§ WORK ITEM
The lines you return should be those containing the string "StatusCounts", taken from the data below.

━━━ RECORDS SUPPLIED ━━━

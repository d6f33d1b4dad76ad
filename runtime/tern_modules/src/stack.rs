//! Stack growth for nested imports.
//!
//! Each import that runs top-level code may import again from inside the
//! evaluator, so a long import chain is deep native recursion. Nested
//! imports run through [`ensure_sufficient_stack`], which grows the stack
//! on demand on native targets.

/// If less than this remains, grow the stack (100KB).
#[cfg(not(target_arch = "wasm32"))]
const RED_ZONE: usize = 100 * 1024;

/// Size of each new stack segment (1MB).
#[cfg(not(target_arch = "wasm32"))]
const STACK_PER_RECURSION: usize = 1024 * 1024;

#[inline]
#[cfg(not(target_arch = "wasm32"))]
pub(crate) fn ensure_sufficient_stack<R>(f: impl FnOnce() -> R) -> R {
    stacker::maybe_grow(RED_ZONE, STACK_PER_RECURSION, f)
}

/// WASM manages its own stack.
#[inline]
#[cfg(target_arch = "wasm32")]
pub(crate) fn ensure_sufficient_stack<R>(f: impl FnOnce() -> R) -> R {
    f()
}
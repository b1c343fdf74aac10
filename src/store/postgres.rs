//! Postgres backend.
//!
//! Nested arrays (court and booking slots, payment slots) and review documents
//! live in JSONB columns. Updates report `matched`/`modified` the way the
//! front-end expects: a write that leaves the row unchanged is matched but not
//! modified.

use async_trait::async_trait;
use chrono::{DateTime, Utc};
use serde_json::{Map, Value};
use sqlx::{postgres::PgPoolOptions, types::Json, FromRow, PgPool};
use std::time::Duration;
use tracing::info;
use uuid::Uuid;

use super::{
    normalize_search, BookingFilter, CourtPage, CourtQuery, PaymentFilter, Store, StoreResult,
    UserFilter,
};
use crate::models::{
    announcement::AnnouncementPatch,
    booking::NewBooking,
    coupon::{CouponPatch, NewCoupon},
    court::{CourtPatch, NewCourt},
    payment::NewPayment,
    stats::{Activity, Overview, PeriodValues, StatusCounts, Totals},
    user::{NewUser, UserPatch},
    Announcement, Booking, BookingStatus, Coupon, Court, DeleteResult, InsertResult, Payment,
    Review, Role, Slot, SlotTime, UpdateResult, User,
};

#[derive(Clone)]
pub struct PgStore {
    pool: PgPool,
}

impl PgStore {
    pub async fn connect(database_url: &str, pool_size: u32) -> Result<Self, sqlx::Error> {
        let pool = PgPoolOptions::new()
            .max_connections(pool_size)
            .acquire_timeout(Duration::from_secs(5))
            .connect(database_url)
            .await?;
        Ok(Self { pool })
    }

    pub async fn run_migrations(&self) -> Result<(), sqlx::migrate::MigrateError> {
        info!("Running database migrations...");
        sqlx::migrate!("./src/migrations").run(&self.pool).await?;
        info!("Migrations completed");
        Ok(())
    }
}

/// `%term%` for ILIKE with the LIKE metacharacters escaped.
fn like_pattern(search: Option<&str>) -> Option<String> {
    normalize_search(search).map(|s| {
        let escaped = s.replace('\\', "\\\\").replace('%', "\\%").replace('_', "\\_");
        format!("%{}%", escaped)
    })
}

fn update_result((matched, modified): (i64, i64)) -> UpdateResult {
    UpdateResult::new(matched as u64, modified as u64)
}

// --- row types ---

#[derive(FromRow)]
struct UserRow {
    id: Uuid,
    email: String,
    name: Option<String>,
    photo: Option<String>,
    role: String,
    last_login: Option<DateTime<Utc>>,
    member_since: Option<DateTime<Utc>>,
    created_at: DateTime<Utc>,
}

impl From<UserRow> for User {
    fn from(r: UserRow) -> Self {
        User {
            id: r.id,
            email: r.email,
            name: r.name,
            photo: r.photo,
            role: r.role.parse().unwrap_or_default(),
            last_login: r.last_login,
            member_since: r.member_since,
            created_at: r.created_at,
        }
    }
}
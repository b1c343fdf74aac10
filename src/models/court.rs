use chrono::{DateTime, Utc};
use serde::{Deserialize, Serialize};
use uuid::Uuid;

/// Identity of a slot: the exact `(startTime, endTime)` pair.
#[derive(Debug, Clone, PartialEq, Eq, Hash, Serialize, Deserialize)]
pub struct SlotTime {
    #[serde(rename = "startTime")]
    pub start_time: String,
    #[serde(rename = "endTime")]
    pub end_time: String,
}

impl SlotTime {
    pub fn new(start_time: impl Into<String>, end_time: impl Into<String>) -> Self {
        Self { start_time: start_time.into(), end_time: end_time.into() }
    }
}

#[derive(Debug, Clone, PartialEq, Eq, Serialize, Deserialize)]
pub struct Slot {
    #[serde(rename = "startTime")]
    pub start_time: String,
    #[serde(rename = "endTime")]
    pub end_time: String,
    #[serde(default = "default_available")]
    pub available: bool,
}

fn default_available() -> bool {
    true
}

impl Slot {
    pub fn matches(&self, time: &SlotTime) -> bool {
        self.start_time == time.start_time && self.end_time == time.end_time
    }
}

/// Flips `available` on every slot whose times equal one of `targets`.
///
/// Returns how many slots actually changed; a slot already in the requested
/// state does not count.
pub fn set_availability(slots: &mut [Slot], targets: &[SlotTime], available: bool) -> usize {
    let mut changed = 0;
    for slot in slots.iter_mut() {
        if slot.available != available && targets.iter().any(|t| slot.matches(t)) {
            slot.available = available;
            changed += 1;
        }
    }
    changed
}

#[derive(Debug, Clone, PartialEq, Serialize, Deserialize)]
pub struct Court {
    #[serde(rename = "_id")]
    pub id: Uuid,
    pub name: String,
    #[serde(rename = "sportType")]
    pub sport_type: String,
    pub image: Option<String>,
    pub price: Option<f64>,
    pub slots: Vec<Slot>,
    pub created_at: DateTime<Utc>,
}

#[derive(Debug, Clone, Default)]
pub struct NewCourt {
    pub name: String,
    pub sport_type: String,
    pub image: Option<String>,
    pub price: Option<f64>,
    pub slots: Vec<Slot>,
}

#[derive(Debug, Clone, Default, Deserialize)]
pub struct CourtPatch {
    pub name: Option<String>,
    #[serde(rename = "sportType")]
    pub sport_type: Option<String>,
    pub image: Option<String>,
    pub price: Option<f64>,
    pub slots: Option<Vec<Slot>>,
}

#[cfg(test)]
mod tests {
    use super::*;
    use proptest::prelude::*;

    fn slot(start: &str, end: &str, available: bool) -> Slot {
        Slot { start_time: start.into(), end_time: end.into(), available }
    }

    #[test]
    fn matches_on_exact_pair_only() {
        let mut slots = vec![
            slot("08:00", "09:00", true),
            slot("09:00", "10:00", true),
            slot("08:00", "10:00", true),
        ];
        let changed = set_availability(&mut slots, &[SlotTime::new("08:00", "09:00")], false);

        assert_eq!(changed, 1);
        assert!(!slots[0].available);
        assert!(slots[1].available);
        // overlapping but not equal
        assert!(slots[2].available);
    }

    #[test]
    fn already_in_state_is_not_a_change() {
        let mut slots = vec![slot("08:00", "09:00", true)];
        let changed = set_availability(&mut slots, &[SlotTime::new("08:00", "09:00")], true);
        assert_eq!(changed, 0);
    }

    #[test]
    fn slot_defaults_to_available() {
        let s: Slot = serde_json::from_str(r#"{"startTime":"1","endTime":"2"}"#).unwrap();
        assert!(s.available);
    }

    proptest! {
        #[test]
        fn only_targeted_slots_change(
            flags in proptest::collection::vec(any::<bool>(), 1..20),
            pick in proptest::collection::vec(any::<bool>(), 20),
        ) {
            let mut slots: Vec<Slot> = flags
                .iter()
                .enumerate()
                .map(|(i, a)| slot(&format!("{i:02}:00"), &format!("{i:02}:59"), *a))
                .collect();
            let before = slots.clone();
            let targets: Vec<SlotTime> = before
                .iter()
                .zip(pick.iter())
                .filter(|(_, p)| **p)
                .map(|(s, _)| SlotTime::new(s.start_time.clone(), s.end_time.clone()))
                .collect();

            let changed = set_availability(&mut slots, &targets, false);

            let expected = before
                .iter()
                .filter(|s| s.available && targets.iter().any(|t| s.matches(t)))
                .count();
            prop_assert_eq!(changed, expected);
            for (old, new) in before.iter().zip(slots.iter()) {
                if targets.iter().any(|t| old.matches(t)) {
                    prop_assert!(!new.available);
                } else {
                    prop_assert_eq!(old, new);
                }
            }
        }
    }
}
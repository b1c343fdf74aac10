use chrono::{DateTime, Utc};
use serde::Serialize;

use super::{Booking, BookingStatus};

#[derive(Debug, Clone, Default, PartialEq, Eq, Serialize)]
pub struct StatusCounts {
    pub total: u64,
    pub pending: u64,
    pub approved: u64,
    pub rejected: u64,
    pub confirmed: u64,
}

impl StatusCounts {
    pub fn add(&mut self, status: BookingStatus, count: u64) {
        self.total += count;
        match status {
            BookingStatus::Pending => self.pending += count,
            BookingStatus::Approved => self.approved += count,
            BookingStatus::Rejected => self.rejected += count,
            BookingStatus::Confirmed => self.confirmed += count,
        }
    }

    pub fn tally<'a>(bookings: impl IntoIterator<Item = &'a Booking>) -> Self {
        let mut counts = StatusCounts::default();
        for b in bookings {
            counts.add(b.status, 1);
        }
        counts
    }
}

#[derive(Debug, Clone, Default, PartialEq, Serialize)]
#[serde(rename_all = "camelCase")]
pub struct Totals {
    pub users: u64,
    pub members: u64,
    pub courts: u64,
    pub bookings: u64,
    pub confirmed_bookings: u64,
    pub revenue: f64,
}

/// All-time totals plus the booking status distribution.
#[derive(Debug, Clone, Default, PartialEq)]
pub struct Overview {
    pub totals: Totals,
    pub statuses: StatusCounts,
}

/// Activity inside one `[start, end)` window.
#[derive(Debug, Clone, Default, PartialEq, Serialize)]
#[serde(rename_all = "camelCase")]
pub struct PeriodValues {
    pub new_users: u64,
    pub new_members: u64,
    pub bookings: u64,
    pub revenue: f64,
}

/// Booking timestamps and dated payment amounts since some instant, for
/// trend buckets.
#[derive(Debug, Clone, Default, PartialEq)]
pub struct Activity {
    pub bookings: Vec<DateTime<Utc>>,
    pub payments: Vec<(DateTime<Utc>, f64)>,
}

━━━

§ SOLUTION TO THE EXERCISE
    stats::{Activity, Overview, PeriodValues, StatusCounts, Totals},
pub struct StatusCounts {
impl StatusCounts {
        let mut counts = StatusCounts::default();
    pub statuses: StatusCounts,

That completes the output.